A América do Sul possui um arco dos mais extensos e diversos ecossistemas florestais do planeta, regiões ainda preservadas nas quais se materializam as questões ambientais mundiais mais urgentes. Resumindo, esse arco de paisagens naturais é a maior maravilha planetária hoje existente. Milênios de ocupação humana, estreitamente vinculada a essa natureza, definiram o nascimento, os mitos de origem e os destinos de um rico e complexo conjunto de culturas.
Desde os anos 80 percebi o trabalho artístico sobre paisagem brasileira e americana como um projeto de primeira grandeza. É um tema de potência extraordinária: o gênero da paisagem, com importantes transformações e inovações, vem sendo praticado, sem interrupção, por artistas notáveis, desde os tempos do Gótico Internacional até a contemporaneidade, em mais de 8 séculos de cultura universal. No Brasil, particularmente, é o gênero que inaugura nossas artes plásticas: primeiro, com os esboços das mirabilia dos viajantes, depois, com artistas viajantes do calibre de Post, de Taunay e de Rugendas. Nas épocas do Romantismo, Realismo e Modernismo, surgem muitos outros, entre eles, Victor Meirelles, Pedro Américo, Tarsila e Anita Malfatti, até, claro, a presença incontornável de Guignard.
Inspirado e entusiasmado com a presença e o significado da paisagem entre nós, o grande poeta José Lezama Lima afirmou: “Na América, onde quer que surja a possibilidade de paisagem, tem de existir a possibilidade de cultura”. É a luxuosa possibilidade da natureza ser ponto de partida para o engenho da cultura.
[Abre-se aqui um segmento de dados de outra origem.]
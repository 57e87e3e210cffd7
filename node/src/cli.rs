//! # CLI Interface
//!
//! Command-line structure for `concord-node` using `clap` derive. Every
//! option has a `CONCORD_*` environment fallback.

use clap::{Args, Parser, Subcommand};
use std::path::PathBuf;

use crate::logging::LogFormat;

/// Concord participant node.
///
/// Runs a set of participant nodes, an observer and a notary on an
/// in-process network, and either serves the HTTP API over them or runs a
/// single simulated flow.
#[derive(Parser, Debug)]
#[command(
    name = "concord-node",
    about = "Concord co-signed state transition node",
    version,
    propagate_version = true
)]
pub struct ConcordNodeCli {
    #[command(subcommand)]
    pub command: Commands,
}

#[derive(Subcommand, Debug)]
pub enum Commands {
    /// Start the in-process network and serve the HTTP API.
    Serve(ServeArgs),
    /// Run one flow (or a race between two) and print the outcome as JSON.
    Simulate(SimulateArgs),
    /// Print version information and exit.
    Version,
}

/// Options shared by `serve` and `simulate`.
#[derive(Args, Debug, Clone)]
pub struct CommonArgs {
    /// JSON file with flow settings (pinned notary, timeouts in ms).
    #[arg(long, short = 'c', env = "CONCORD_CONFIG")]
    pub config: Option<PathBuf>,

    /// Name of the notary every node pins. Overrides the config file.
    #[arg(long, env = "CONCORD_NOTARY")]
    pub notary: Option<String>,

    /// Keep vaults and notary state on disk under this directory.
    ///
    /// When omitted, all storage is temporary.
    #[arg(long, short = 'd', env = "CONCORD_DATA_DIR")]
    pub data_dir: Option<PathBuf>,

    #[arg(long, value_enum, env = "CONCORD_LOG_FORMAT", default_value_t = LogFormat::Pretty)]
    pub log_format: LogFormat,
}

#[derive(Args, Debug)]
pub struct ServeArgs {
    #[command(flatten)]
    pub common: CommonArgs,

    /// Address for the HTTP API.
    #[arg(long, env = "CONCORD_API_ADDR", default_value = "127.0.0.1:9741")]
    pub api_addr: String,
}

#[derive(Args, Debug)]
pub struct SimulateArgs {
    #[command(flatten)]
    pub common: CommonArgs,

    /// Source account. Its host initiates the flow.
    #[arg(long, default_value = "alice")]
    pub source: String,

    /// Target account.
    #[arg(long, default_value = "bob")]
    pub target: String,

    /// Skip the compliance copy to the regulator.
    #[arg(long)]
    pub no_report: bool,

    /// Race two initiators for the same target account instead.
    #[arg(long)]
    pub race: bool,
}

#[cfg(test)]
mod tests {
    use super::*;
    use clap::CommandFactory;

    #[test]
    fn verify_cli_structure() {
        ConcordNodeCli::command().debug_assert();
    }

    #[test]
    fn simulate_defaults() {
        let cli = ConcordNodeCli::try_parse_from(["concord-node", "simulate", "--race"]).unwrap();
        match cli.command {
            Commands::Simulate(args) => {
                assert!(args.race);
                assert_eq!(args.source, "alice");
                assert_eq!(args.target, "bob");
                assert!(args.common.notary.is_none());
            }
            other => panic!("unexpected {other:?}"),
        }
    }
}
A extensa história da representação da paisagem permite mesclar tempos diversos, memória afetiva e multiplicidade de espaços e culturas, que surgem, então, como construções novas. No meu trabalho, a natureza comanda essas conexões: a observação direta, a surpresa e a experiência psicogeográfica me sugerem, concretamente, a concepção dessas sínteses harmônicas. E a possibilidade de uma arte atenta ao sublime, à beleza e ao diálogo de várias tradições.